I think, from the accounts that this was the point that Mani sat down and bade folks to come to Him if they wanted to speak and several did so, receiving His blessing. One of the crew said that while He was very gracious, there was a wryness about Him when He gave out the occasional moon-token. She said that Mani smiled and said “and now I shall give you a token because I’m told that’s what I do.” Once everyone who wanted to speak with Him had done so, Mani rose and departed, allowing His team to lead Him back into the tent.
At that point, I was more or less back and my team got me out of the regalia and into street clothes. He took most of the alcohol with Him, though not all…enough that I didn’t end up with alcohol poisoning and within an hour I was fine and sober and dandy. While my team drove me back to the hotel, Raven led a workshop and ritual to Jord, focusing on getting everyone properly grounded after the experience of Mani’s visit.
Later that night, they had a party for Loki, but I didn’t attend. I was tremendously sore from the Mani possession. My team told me that when He danced in my body, He swayed and bent and did things that my back, injured as it is, could not normally do. Also having Him walk across a sharp, rocky path to get to Jon’s memorial marker left my feet a sore, spasming mess. This is par for the course and after a soak in the hotel’s hot tub, a good dinner, and a muscle relaxant (I have prescription meds for my back for when it gets very sore or painful) I was fine, a little achy, but fine. That’s the thing with possession: a Being very large and powerful, immense, fits part of its consciousness into a very small human body. A bit of ache and cognitive discombobulation afterwards is normal.

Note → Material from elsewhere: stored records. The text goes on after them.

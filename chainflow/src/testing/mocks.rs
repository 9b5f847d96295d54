//! Deterministic stages for testing.

use async_trait::async_trait;
use parking_lot::Mutex;
use std::collections::{HashMap, HashSet};
use std::time::Duration;

use crate::errors::StageError;
use crate::observability::ElapsedReporter;
use crate::simulators::{Amount, DependentWork, ProductQuery, WorkSource};

/// A work source whose amount is derived from the call identifier.
///
/// Call `n` returns `$n.25` (wrapping below `$100.00`) after a fixed or
/// per-call latency. Selected calls can be made to fail or panic.
#[derive(Debug, Default)]
pub struct IndexedWorkSource {
    latency: Duration,
    overrides: HashMap<u32, Duration>,
    fail_on: HashSet<u32>,
    panic_on: HashSet<u32>,
    calls: Mutex<Vec<u32>>,
}

impl IndexedWorkSource {
    /// Creates a source with the given latency for every call.
    #[must_use]
    pub fn new(latency: Duration) -> Self {
        Self {
            latency,
            ..Self::default()
        }
    }

    /// The amount returned for `call_id`.
    #[must_use]
    pub const fn amount_for(call_id: u32) -> Amount {
        Amount::from_cents((call_id % 100) * 100 + 25)
    }

    /// Uses a different latency for `call_id`.
    #[must_use]
    pub fn with_latency_for(mut self, call_id: u32, latency: Duration) -> Self {
        self.overrides.insert(call_id, latency);
        self
    }

    /// Makes calls for `call_id` return an error.
    #[must_use]
    pub fn failing_on(mut self, call_id: u32) -> Self {
        self.fail_on.insert(call_id);
        self
    }

    /// Makes calls for `call_id` panic.
    #[must_use]
    pub fn panicking_on(mut self, call_id: u32) -> Self {
        self.panic_on.insert(call_id);
        self
    }

    /// Returns the call identifiers seen so far, in call order.
    #[must_use]
    pub fn calls(&self) -> Vec<u32> {
        self.calls.lock().clone()
    }
}

#[async_trait]
impl WorkSource for IndexedWorkSource {
    async fn fetch(&self, call_id: u32) -> Result<Amount, StageError> {
        self.calls.lock().push(call_id);
        let latency = self.overrides.get(&call_id).copied().unwrap_or(self.latency);
        tokio::time::sleep(latency).await;

        if self.panic_on.contains(&call_id) {
            panic!("injected panic for call {call_id}");
        }
        if self.fail_on.contains(&call_id) {
            return Err(StageError::stage_one(format!("injected failure for call {call_id}")));
        }
        Ok(Self::amount_for(call_id))
    }
}

/// A dependent stage that echoes its input and records every call.
///
/// The product count for call `n` is `n + 4`.
#[derive(Debug, Default)]
pub struct EchoDependentWork {
    latency: Duration,
    fail_on: HashSet<u32>,
    calls: Mutex<Vec<(u32, Amount)>>,
}

impl EchoDependentWork {
    /// Creates a stage with the given latency.
    #[must_use]
    pub fn new(latency: Duration) -> Self {
        Self {
            latency,
            ..Self::default()
        }
    }

    /// The product count returned for `call_id`.
    #[must_use]
    pub const fn count_for(call_id: u32) -> u32 {
        call_id + 4
    }

    /// Makes calls for `call_id` return an error.
    #[must_use]
    pub fn failing_on(mut self, call_id: u32) -> Self {
        self.fail_on.insert(call_id);
        self
    }

    /// Returns the `(call_id, amount)` pairs completed so far.
    #[must_use]
    pub fn calls(&self) -> Vec<(u32, Amount)> {
        self.calls.lock().clone()
    }
}

#[async_trait]
impl DependentWork for EchoDependentWork {
    async fn query(&self, call_id: u32, amount: Amount) -> Result<ProductQuery, StageError> {
        tokio::time::sleep(self.latency).await;
        self.calls.lock().push((call_id, amount));

        if self.fail_on.contains(&call_id) {
            return Err(StageError::stage_two(format!("injected failure for call {call_id}")));
        }
        Ok(ProductQuery::new(call_id, Self::count_for(call_id), amount))
    }
}

/// An elapsed reporter that keeps every report.
#[derive(Debug, Default)]
pub struct RecordingElapsedReporter {
    reports: Mutex<Vec<(String, Duration)>>,
}

impl RecordingElapsedReporter {
    /// Creates an empty reporter.
    #[must_use]
    pub fn new() -> Self {
        Self::default()
    }

    /// Returns the reports received so far.
    #[must_use]
    pub fn reports(&self) -> Vec<(String, Duration)> {
        self.reports.lock().clone()
    }

    /// Returns the labels received so far.
    #[must_use]
    pub fn labels(&self) -> Vec<String> {
        self.reports.lock().iter().map(|(label, _)| label.clone()).collect()
    }
}

impl ElapsedReporter for RecordingElapsedReporter {
    fn report(&self, label: &str, elapsed: Duration) {
        self.reports.lock().push((label.to_string(), elapsed));
    }
}
use std::path::PathBuf;
use std::process::exit;
use std::sync::Arc;

use anyhow::{Context, Result};
use chainflow::config::{FanOutConfig, LatencyRange};
use chainflow::demos::DemoRunner;
use chainflow::observability::{init_tracing, LogFormat, LoggingElapsedReporter};
use clap::Parser;
use tracing::{error, info};

#[derive(Parser)]
#[command(name = "chainflow")]
#[command(about = "Runs sequential, parallel and chained fan-out task demos")]
struct Args {
    /// Number of chained pipelines to launch
    #[arg(long, short = 'n')]
    pipelines: Option<usize>,

    /// Minimum stage one latency in milliseconds
    #[arg(long)]
    stage_one_min_ms: Option<u64>,

    /// Maximum stage one latency in milliseconds
    #[arg(long)]
    stage_one_max_ms: Option<u64>,

    /// Minimum stage two latency in milliseconds
    #[arg(long)]
    stage_two_min_ms: Option<u64>,

    /// Maximum stage two latency in milliseconds
    #[arg(long)]
    stage_two_max_ms: Option<u64>,

    /// JSON configuration file
    #[arg(long, short)]
    config: Option<PathBuf>,

    /// Log format (text or json)
    #[arg(long, default_value = "text")]
    log_format: LogFormat,

    /// Enable debug logging
    #[arg(long)]
    verbose: bool,
}

impl Args {
    fn build_config(&self) -> Result<FanOutConfig> {
        let mut config = match &self.config {
            Some(path) => FanOutConfig::from_json_file(path)
                .with_context(|| format!("loading {}", path.display()))?,
            None => FanOutConfig::default(),
        };

        if let Some(pipelines) = self.pipelines {
            config.pipelines = pipelines;
        }
        config.simulators.stage_one = override_range(
            config.simulators.stage_one,
            self.stage_one_min_ms,
            self.stage_one_max_ms,
        );
        config.simulators.stage_two = override_range(
            config.simulators.stage_two,
            self.stage_two_min_ms,
            self.stage_two_max_ms,
        );

        config.validate()?;
        Ok(config)
    }
}

fn override_range(range: LatencyRange, min_ms: Option<u64>, max_ms: Option<u64>) -> LatencyRange {
    LatencyRange::new(min_ms.unwrap_or(range.min_ms), max_ms.unwrap_or(range.max_ms))
}

#[tokio::main]
async fn main() {
    let args = Args::parse();
    init_tracing(args.verbose, args.log_format);

    if let Err(e) = run(&args).await {
        error!("Error: {:#}", e);
        exit(1);
    }
}

async fn run(args: &Args) -> Result<()> {
    let config = args.build_config()?;
    info!(
        pipelines = config.pipelines,
        stage_one = ?config.simulators.stage_one,
        stage_two = ?config.simulators.stage_two,
        "Starting demos"
    );

    let demos = DemoRunner::new(&config, Arc::new(LoggingElapsedReporter))?;
    let report = demos.run_all(&mut std::io::stdout()).await?;

    if report.has_failures() {
        info!(failed = report.failure_count(), "Some pipelines failed");
    }
    Ok(())
}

Sunday morning was supposed to consist of two blots, one to Modgud and the final one to Loki but it was pouring so egregiously that we decided to close Etinmoot a little early. The two Deities in question will *not* be denied the promised sacrifices, however, they will be performed today by a colleague, and in far better weather. My concern yesterday was largely that with the poor weather, and how very sore my arms and hands were, I would not be able to insure technical proficiency for the sacrifices. One doesn’t just promise a Deity a thing and then not give it, however, so after making sure that the Gods in question were ok with postponing a day, we decided for very practical reasons to do so. Everyone bade each other goodbye and I and my crew headed back to NY, another successful Etinmoot under our belts.
I want to give a huge thank-you to my amazing ground crew: Jess, Laura, Elizabeth, and Matt. You guys did an amazing job in less than optimal conditions. I could not have had a better team. Bravi.